//! # Format Registry — Named String Validators
//!
//! The `format` keyword names a semantic string format (`date-time`,
//! `email`, `uuid`, ...). The engine never hard-codes what those names mean;
//! it consults a [`FormatRegistry`] by name.
//!
//! ## Contract
//!
//! - [`FormatRegistry::check`] returns `None` for an unknown format name.
//!   Unknown formats are never a failure.
//! - Non-string instances always pass: formats only constrain strings.
//!
//! ## Built-in Formats
//!
//! | Name | Checked with |
//! |------|--------------|
//! | `date-time`, `date`, `time` | `chrono` RFC 3339 parsing |
//! | `duration` | ISO 8601 duration grammar (`regex`) |
//! | `email`, `idn-email` | local part + hostname or address literal |
//! | `hostname`, `idn-hostname` | RFC 1123 label rules |
//! | `ipv4`, `ipv6` | `std::net` address parsing |
//! | `uri`, `uri-reference`, `iri`, `iri-reference` | `url` parsing |
//! | `uri-template` | balanced expression braces |
//! | `uuid` | `uuid` hyphenated form |
//! | `regex` | `fancy-regex` compilation (lookaround allowed) |
//! | `json-pointer`, `relative-json-pointer` | RFC 6901 parsing |

use std::collections::BTreeMap;
use std::fmt;
use std::net::{Ipv4Addr, Ipv6Addr};
use std::sync::{Arc, OnceLock};

use chrono::{DateTime, NaiveDate};
use regex::Regex;
use serde_json::Value;
use url::Url;

use crate::pointer::JsonPointer;

/// A format validator.
pub type FormatCheck = Arc<dyn Fn(&str) -> bool + Send + Sync>;

/// Name → validator table.
#[derive(Clone, Default)]
pub struct FormatRegistry {
    checks: BTreeMap<String, FormatCheck>,
}

impl FormatRegistry {
    /// An empty registry: every format is unknown.
    pub fn new() -> Self {
        Self::default()
    }

    /// A registry pre-populated with the built-in formats.
    pub fn with_builtin() -> Self {
        let mut registry = Self::new();
        registry.register("date-time", is_date_time);
        registry.register("date", is_date);
        registry.register("time", is_time);
        registry.register("duration", is_duration);
        registry.register("email", |s| is_email(s, false));
        registry.register("idn-email", |s| is_email(s, true));
        registry.register("hostname", |s| is_hostname(s, false));
        registry.register("idn-hostname", |s| is_hostname(s, true));
        registry.register("ipv4", |s| s.parse::<Ipv4Addr>().is_ok());
        registry.register("ipv6", |s| s.parse::<Ipv6Addr>().is_ok());
        registry.register("uri", |s| is_uri(s, false));
        registry.register("uri-reference", |s| is_uri_reference(s, false));
        registry.register("iri", |s| is_uri(s, true));
        registry.register("iri-reference", |s| is_uri_reference(s, true));
        registry.register("uri-template", is_uri_template);
        registry.register("uuid", is_uuid);
        registry.register("regex", |s| fancy_regex::Regex::new(s).is_ok());
        registry.register("json-pointer", |s| JsonPointer::parse(s).is_ok());
        registry.register("relative-json-pointer", is_relative_json_pointer);
        registry
    }

    /// The process-wide registry of built-in formats.
    pub fn global() -> Arc<FormatRegistry> {
        static GLOBAL: OnceLock<Arc<FormatRegistry>> = OnceLock::new();
        Arc::clone(GLOBAL.get_or_init(|| Arc::new(Self::with_builtin())))
    }

    /// Add or replace a format.
    pub fn register<F>(&mut self, name: impl Into<String>, check: F)
    where
        F: Fn(&str) -> bool + Send + Sync + 'static,
    {
        let name = name.into();
        if self.checks.insert(name.clone(), Arc::new(check)).is_some() {
            tracing::debug!(format = %name, "replaced format validator");
        }
    }

    /// True if `name` has a validator.
    pub fn contains(&self, name: &str) -> bool {
        self.checks.contains_key(name)
    }

    /// Registered format names, sorted.
    pub fn names(&self) -> impl Iterator<Item = &str> {
        self.checks.keys().map(String::as_str)
    }

    /// Check `instance` against format `name`.
    ///
    /// `None` when the format is unknown; `Some(true)` for any non-string.
    pub fn check(&self, name: &str, instance: &Value) -> Option<bool> {
        let check = self.checks.get(name)?;
        Some(match instance {
            Value::String(s) => check(s),
            _ => true,
        })
    }
}

impl fmt::Debug for FormatRegistry {
    fn fmt(&self, f: &mut fmt::Formatter<'_>) -> fmt::Result {
        f.debug_struct("FormatRegistry")
            .field("formats", &self.checks.keys().collect::<Vec<_>>())
            .finish()
    }
}

// ---------------------------------------------------------------------------
// Built-in validators
// ---------------------------------------------------------------------------

fn is_date_time(s: &str) -> bool {
    DateTime::parse_from_rfc3339(s).is_ok()
}

fn is_date(s: &str) -> bool {
    let b = s.as_bytes();
    b.len() == 10
        && b[4] == b'-'
        && b[7] == b'-'
        && NaiveDate::parse_from_str(s, "%Y-%m-%d").is_ok()
}

fn is_time(s: &str) -> bool {
    // RFC 3339 full-time, which requires an offset.
    s.len() >= 9 && DateTime::parse_from_rfc3339(&format!("1970-01-01T{s}")).is_ok()
}

fn duration_pattern() -> Option<&'static Regex> {
    static PATTERN: OnceLock<Option<Regex>> = OnceLock::new();
    PATTERN
        .get_or_init(|| {
            Regex::new(r"^P(?:\d+W|(?:\d+Y)?(?:\d+M)?(?:\d+D)?(?:T(?:\d+H)?(?:\d+M)?(?:\d+S)?)?)$").ok()
        })
        .as_ref()
}

fn is_duration(s: &str) -> bool {
    s.len() > 1 && !s.ends_with('T') && duration_pattern().is_some_and(|p| p.is_match(s))
}

fn is_email(s: &str, international: bool) -> bool {
    let Some((local, domain)) = s.rsplit_once('@') else {
        return false;
    };
    if local.is_empty() || local.len() > 64 || local.starts_with('.') || local.ends_with('.') {
        return false;
    }
    if local.contains("..") || local.chars().any(|c| c.is_whitespace() || c == '@') {
        return false;
    }
    if !international && !local.is_ascii() {
        return false;
    }
    if let Some(literal) = domain.strip_prefix('[').and_then(|d| d.strip_suffix(']')) {
        return match literal.strip_prefix("IPv6:") {
            Some(v6) => v6.parse::<Ipv6Addr>().is_ok(),
            None => literal.parse::<Ipv4Addr>().is_ok(),
        };
    }
    is_hostname(domain, international)
}

fn is_hostname(s: &str, international: bool) -> bool {
    let s = s.strip_suffix('.').unwrap_or(s);
    if s.is_empty() || s.len() > 253 {
        return false;
    }
    s.split('.').all(|label| {
        let valid_char = |c: char| {
            c == '-' || c.is_ascii_alphanumeric() || (international && c.is_alphanumeric())
        };
        !label.is_empty()
            && label.len() <= 63
            && !label.starts_with('-')
            && !label.ends_with('-')
            && label.chars().all(valid_char)
    })
}

fn plausible_uri_text(s: &str, international: bool) -> bool {
    let forbidden = |c: char| {
        c.is_whitespace()
            || c.is_control()
            || matches!(c, '<' | '>' | '"' | '\\' | '^' | '`' | '{' | '|' | '}')
    };
    !s.chars().any(forbidden) && (international || s.is_ascii())
}

fn is_uri(s: &str, international: bool) -> bool {
    plausible_uri_text(s, international) && Url::parse(s).is_ok()
}

fn is_uri_reference(s: &str, international: bool) -> bool {
    if !plausible_uri_text(s, international) {
        return false;
    }
    if s.is_empty() {
        return true;
    }
    match Url::parse("https://jsev.invalid/") {
        Ok(base) => base.join(s).is_ok(),
        Err(_) => false,
    }
}

fn is_uri_template(s: &str) -> bool {
    let mut open = false;
    for c in s.chars() {
        match c {
            '{' if open => return false,
            '{' => open = true,
            '}' if !open => return false,
            '}' => open = false,
            _ => {}
        }
    }
    !open
}

fn is_uuid(s: &str) -> bool {
    s.len() == 36 && uuid::Uuid::parse_str(s).is_ok()
}

fn is_relative_json_pointer(s: &str) -> bool {
    let digits = s.bytes().take_while(u8::is_ascii_digit).count();
    if digits == 0 || (digits > 1 && s.starts_with('0')) {
        return false;
    }
    let rest = &s[digits..];
    rest == "#" || JsonPointer::parse(rest).is_ok()
}

#[cfg(test)]
mod tests {
    use super::*;
    use serde_json::json;

    fn check(name: &str, s: &str) -> bool {
        FormatRegistry::with_builtin()
            .check(name, &json!(s))
            .unwrap_or_else(|| panic!("format {name} missing"))
    }

    #[test]
    fn test_unknown_format_is_none() {
        assert_eq!(FormatRegistry::with_builtin().check("color", &json!("red")), None);
        assert_eq!(FormatRegistry::new().check("email", &json!("x")), None);
    }

    #[test]
    fn test_non_strings_pass() {
        let reg = FormatRegistry::with_builtin();
        assert_eq!(reg.check("email", &json!(12)), Some(true));
        assert_eq!(reg.check("date", &json!(null)), Some(true));
    }

    #[test]
    fn test_date_time_family() {
        assert!(check("date-time", "2024-02-29T12:30:00Z"));
        assert!(check("date-time", "2024-02-29T12:30:00.123+05:30"));
        assert!(!check("date-time", "2023-02-29T12:30:00Z"));
        assert!(check("date", "2024-02-29"));
        assert!(!check("date", "2024-2-9"));
        assert!(check("time", "23:59:59Z"));
        assert!(!check("time", "23:59:59"));
    }

    #[test]
    fn test_duration() {
        assert!(check("duration", "P4DT12H30M5S"));
        assert!(check("duration", "P2W"));
        assert!(!check("duration", "P"));
        assert!(!check("duration", "P1DT"));
        assert!(!check("duration", "PT1D"));
    }

    #[test]
    fn test_email_and_hostname() {
        assert!(check("email", "joe.bloggs@example.com"));
        assert!(check("email", "joe@[127.0.0.1]"));
        assert!(!check("email", "joe..bloggs@example.com"));
        assert!(!check("email", "2962"));
        assert!(check("hostname", "www.example.com"));
        assert!(!check("hostname", "-a-host-name-that-starts-with--"));
        assert!(!check("hostname", &"a".repeat(64)));
        assert!(check("idn-hostname", "실례.테스트"));
        assert!(!check("hostname", "실례.테스트"));
    }

    #[test]
    fn test_ip_addresses() {
        assert!(check("ipv4", "192.168.0.1"));
        assert!(!check("ipv4", "256.0.0.1"));
        assert!(check("ipv6", "::1"));
        assert!(!check("ipv6", "12345::"));
    }

    #[test]
    fn test_uri_family() {
        assert!(check("uri", "http://example.com/path?q=1#frag"));
        assert!(!check("uri", "//example.com/relative"));
        assert!(!check("uri", "http://example.com/with space"));
        assert!(check("uri-reference", "../relative/path"));
        assert!(check("uri-reference", "#fragment"));
        assert!(check("iri", "http://example.com/ünïcödé?q=π"));
        assert!(!check("uri", "http://example.com/ünïcödé"));
        assert!(check("uri-template", "http://example.com/dictionary/{term:1}/{term}"));
        assert!(!check("uri-template", "http://example.com/dictionary/{term:1}/{term"));
    }

    #[test]
    fn test_uuid_and_regex_and_pointers() {
        assert!(check("uuid", "2eb8aa08-aa98-11ea-b4aa-73b441d16380"));
        assert!(!check("uuid", "2eb8aa08aa9811eab4aa73b441d16380"));
        assert!(check("regex", "^[a-z]+$"));
        assert!(!check("regex", "^(abc]"));
        assert!(check("regex", "^(?!foo)"));
        assert!(check("json-pointer", "/foo/bar~0baz"));
        assert!(!check("json-pointer", "/foo/bar~"));
        assert!(check("relative-json-pointer", "1/foo"));
        assert!(check("relative-json-pointer", "0#"));
        assert!(!check("relative-json-pointer", "01/a"));
        assert!(!check("relative-json-pointer", "/foo"));
    }

    #[test]
    fn test_register_custom_format() {
        let mut reg = FormatRegistry::new();
        reg.register("even-length", |s| s.len() % 2 == 0);
        assert!(reg.contains("even-length"));
        assert_eq!(reg.check("even-length", &json!("ab")), Some(true));
        assert_eq!(reg.check("even-length", &json!("abc")), Some(false));
    }

    #[test]
    fn test_global_registry_has_builtins() {
        let global = FormatRegistry::global();
        assert!(global.contains("date-time"));
        assert!(global.names().count() >= 19);
    }
}
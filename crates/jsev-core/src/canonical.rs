//! # Canonical JSON — Structural Equality and RFC 8785 Bytes
//!
//! Two concerns share this module because both define "the same JSON value":
//!
//! - [`json_equal`] is the equality used by `const`, `enum` and
//!   `uniqueItems`. Numbers compare by mathematical value (`1 == 1.0`),
//!   object member order is irrelevant, and array order is significant.
//! - [`CanonicalBytes`] is the sole construction path for bytes that are
//!   hashed into synthetic schema identifiers. Serialization uses `serde_jcs`
//!   (RFC 8785): sorted keys, compact separators, deterministic number text.
//!
//! ## Invariant
//!
//! `CanonicalBytes` has a private inner field; the only constructor is
//! [`CanonicalBytes::new`]. Digest functions accept `&CanonicalBytes`, so a
//! schema identifier can never be derived from non-canonical bytes.

use std::cmp::Ordering;

use serde::Serialize;
use serde_json::Value;

use crate::error::CanonicalizationError;
use crate::number;

/// Structural JSON equality.
pub fn json_equal(a: &Value, b: &Value) -> bool {
    match (a, b) {
        (Value::Null, Value::Null) => true,
        (Value::Bool(x), Value::Bool(y)) => x == y,
        (Value::String(x), Value::String(y)) => x == y,
        (Value::Number(x), Value::Number(y)) => number::compare(x, y) == Ordering::Equal,
        (Value::Array(x), Value::Array(y)) => {
            x.len() == y.len() && x.iter().zip(y).all(|(l, r)| json_equal(l, r))
        }
        (Value::Object(x), Value::Object(y)) => {
            x.len() == y.len()
                && x
                    .iter()
                    .all(|(key, l)| y.get(key).is_some_and(|r| json_equal(l, r)))
        }
        _ => false,
    }
}

/// Bytes produced exclusively by RFC 8785 canonicalization.
#[derive(Debug, Clone, PartialEq, Eq, Hash)]
pub struct CanonicalBytes(Vec<u8>);

impl CanonicalBytes {
    /// Canonicalize any serializable value.
    ///
    /// # Errors
    ///
    /// Returns [`CanonicalizationError::SerializationFailed`] if the value
    /// cannot be represented as JSON.
    pub fn new(obj: &impl Serialize) -> Result<Self, CanonicalizationError> {
        let value = serde_json::to_value(obj)?;
        let text = serde_jcs::to_string(&value)?;
        Ok(Self(text.into_bytes()))
    }

    /// Access the canonical bytes.
    pub fn as_bytes(&self) -> &[u8] {
        &self.0
    }

    /// Length of the canonical byte sequence.
    pub fn len(&self) -> usize {
        self.0.len()
    }

    /// True if the byte sequence is empty (never the case for valid JSON).
    pub fn is_empty(&self) -> bool {
        self.0.is_empty()
    }
}

impl AsRef<[u8]> for CanonicalBytes {
    fn as_ref(&self) -> &[u8] {
        &self.0
    }
}
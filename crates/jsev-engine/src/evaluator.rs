//! # Schema Evaluator — Public Entry Points
//!
//! [`SchemaEvaluator`] binds one root schema to the registries it is
//! evaluated with. Construction does all the fallible preparation:
//!
//! 1. A run-local [`SchemaRegistry`] is layered over the configured one (or
//!    the process-wide registry), so registering the root schema never
//!    touches shared state.
//! 2. The root schema is registered under its `$id`, or under a synthetic
//!    content-derived URI.
//! 3. If a retriever is configured, every referenced resource that no
//!    registry holds is fetched and registered.
//!
//! After that, [`SchemaEvaluator::evaluate`] can run any number of times.
//! Each call gets fresh per-evaluation state.
//!
//! The free functions [`evaluate`] and [`validate_schema`] cover one-shot
//! use.

use std::sync::Arc;

use jsev_core::{EvaluationError, FormatRegistry, JsevError};
use serde_json::Value;
use url::Url;

use crate::context::{EvaluationContext, EvaluationState};
use crate::options::EvaluationOptions;
use crate::registry::{KeywordRegistry, SchemaRegistry, VocabularyRegistry};
use crate::results::EvaluationResults;

/// A root schema ready for evaluation.
pub struct SchemaEvaluator {
    schemas: SchemaRegistry,
    keywords: Arc<KeywordRegistry>,
    vocabularies: Arc<VocabularyRegistry>,
    formats: Arc<FormatRegistry>,
    options: EvaluationOptions,
    root: Arc<Url>,
}

impl std::fmt::Debug for SchemaEvaluator {
    fn fmt(&self, f: &mut std::fmt::Formatter<'_>) -> std::fmt::Result {
        f.debug_struct("SchemaEvaluator")
            .field("root", &self.root.as_str())
            .field("options", &self.options)
            .finish()
    }
}

impl SchemaEvaluator {
    /// Register `schema` and prepare it for evaluation.
    ///
    /// # Errors
    ///
    /// [`JsevError::Registry`] if the schema's `$id` is unusable or a
    /// referenced resource cannot be retrieved.
    pub fn new(schema: &Value, options: EvaluationOptions) -> Result<Self, JsevError> {
        let mut schemas = Self::run_registry(&options);
        let root = schemas.register(schema.clone())?;
        Self::prepare(schemas, root, options)
    }

    /// Prepare an already-registered resource, such as a meta-schema, for
    /// evaluation.
    ///
    /// # Errors
    ///
    /// [`JsevError::Evaluation`] with
    /// [`EvaluationError::UnresolvedReference`] if no registry holds `uri`.
    pub fn for_registered(uri: &Url, options: EvaluationOptions) -> Result<Self, JsevError> {
        let schemas = Self::run_registry(&options);
        let resolved = schemas
            .resolve(uri)
            .ok_or_else(|| EvaluationError::unresolved(uri.as_str(), uri.as_str()))?;
        let root = Arc::clone(&resolved.base);
        Self::prepare(schemas, root, options)
    }

    fn run_registry(options: &EvaluationOptions) -> SchemaRegistry {
        let parent = options
            .schema_registry
            .clone()
            .unwrap_or_else(SchemaRegistry::global);
        SchemaRegistry::with_parent(parent).with_default_dialect(options.default_dialect)
    }

    fn prepare(
        mut schemas: SchemaRegistry,
        root: Arc<Url>,
        options: EvaluationOptions,
    ) -> Result<Self, JsevError> {
        if let Some(retriever) = options.retriever.as_deref() {
            let added = schemas.retrieve_missing(retriever)?;
            if added > 0 {
                tracing::debug!(root = %root, added, "retrieved referenced resources");
            }
        }
        let keywords = options
            .keyword_registry
            .clone()
            .unwrap_or_else(KeywordRegistry::global);
        let vocabularies = options
            .vocabulary_registry
            .clone()
            .unwrap_or_else(VocabularyRegistry::global);
        let formats = options.formats.clone().unwrap_or_else(FormatRegistry::global);
        tracing::debug!(root = %root, dialect = %options.default_dialect, "prepared schema evaluator");
        Ok(Self {
            schemas,
            keywords,
            vocabularies,
            formats,
            options,
            root,
        })
    }

    /// URI the root schema is registered under.
    pub fn root_uri(&self) -> &Url {
        &self.root
    }

    /// The run-local registry holding the root schema and anything
    /// retrieved for it.
    pub fn registry(&self) -> &SchemaRegistry {
        &self.schemas
    }

    /// Evaluate `instance` against the root schema.
    ///
    /// # Errors
    ///
    /// One of the three fatal [`EvaluationError`] kinds. Constraint
    /// violations are not errors; they produce `valid: false` results.
    pub fn evaluate(&self, instance: &Value) -> Result<EvaluationResults, EvaluationError> {
        let target = self
            .schemas
            .resolve(&self.root)
            .ok_or_else(|| EvaluationError::unresolved(self.root.as_str(), self.root.as_str()))?;
        let state = EvaluationState::new(
            &self.schemas,
            &self.keywords,
            &self.vocabularies,
            &self.formats,
            &self.options,
        );
        let ctx = EvaluationContext::root(&state, instance, Arc::clone(&target.base));
        let results = ctx.evaluate(target.value)?;
        tracing::debug!(root = %self.root, valid = results.valid, "evaluation complete");
        Ok(results)
    }

    /// True if `instance` conforms to the root schema.
    ///
    /// # Errors
    ///
    /// As [`SchemaEvaluator::evaluate`].
    pub fn is_valid(&self, instance: &Value) -> Result<bool, EvaluationError> {
        self.evaluate(instance).map(|results| results.valid)
    }
}

/// Evaluate `instance` against `schema` in one call.
///
/// # Errors
///
/// As [`SchemaEvaluator::new`] and [`SchemaEvaluator::evaluate`].
pub fn evaluate(
    schema: &Value,
    instance: &Value,
    options: &EvaluationOptions,
) -> Result<EvaluationResults, JsevError> {
    let evaluator = SchemaEvaluator::new(schema, options.clone())?;
    Ok(evaluator.evaluate(instance)?)
}

/// Evaluate `schema` as an instance of its meta-schema: the one named by
/// its `$schema`, or the default dialect's.
///
/// # Errors
///
/// [`JsevError::Evaluation`] if the meta-schema is unknown or itself
/// malformed.
pub fn validate_schema(
    schema: &Value,
    options: &EvaluationOptions,
) -> Result<EvaluationResults, JsevError> {
    let declared = schema.get("$schema").and_then(Value::as_str);
    let meta = declared.unwrap_or_else(|| options.default_dialect.meta_schema_uri());
    let uri = Url::parse(meta).map_err(|_| EvaluationError::unresolved(meta, "$schema"))?;
    let evaluator = SchemaEvaluator::for_registered(&uri, options.clone())?;
    tracing::debug!(meta_schema = %uri, "checking schema against meta-schema");
    Ok(evaluator.evaluate(schema)?)
}
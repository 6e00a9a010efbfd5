//! # Registries
//!
//! - [`keywords`]: keyword name → handler, with priority tiers.
//! - [`schemas`]: URI → schema resource, anchors and node identity.
//! - [`vocabulary`]: `$vocabulary` URI → handler subset.
//!
//! Keyword and schema registries each have a process-wide copy-on-write
//! instance; evaluations may also be given private instances through
//! [`EvaluationOptions`](crate::options::EvaluationOptions).

pub mod keywords;
pub mod schemas;
pub mod vocabulary;

pub use keywords::KeywordRegistry;
pub use schemas::{Resolved, SchemaRegistry};
pub use vocabulary::{Vocabulary, VocabularyRegistry};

TASK DESCRIPTION:
Search the material above for the string "that", and copy every line in which it turns up.

EXERCISE RESULT:
        assert!(!check("hostname", "-a-host-name-that-starts-with--"));
//! - [`CanonicalBytes`] is the sole construction path for bytes that are
//! 3. If a retriever is configured, every referenced resource that no
//! After that, [`SchemaEvaluator::evaluate`] can run any number of times.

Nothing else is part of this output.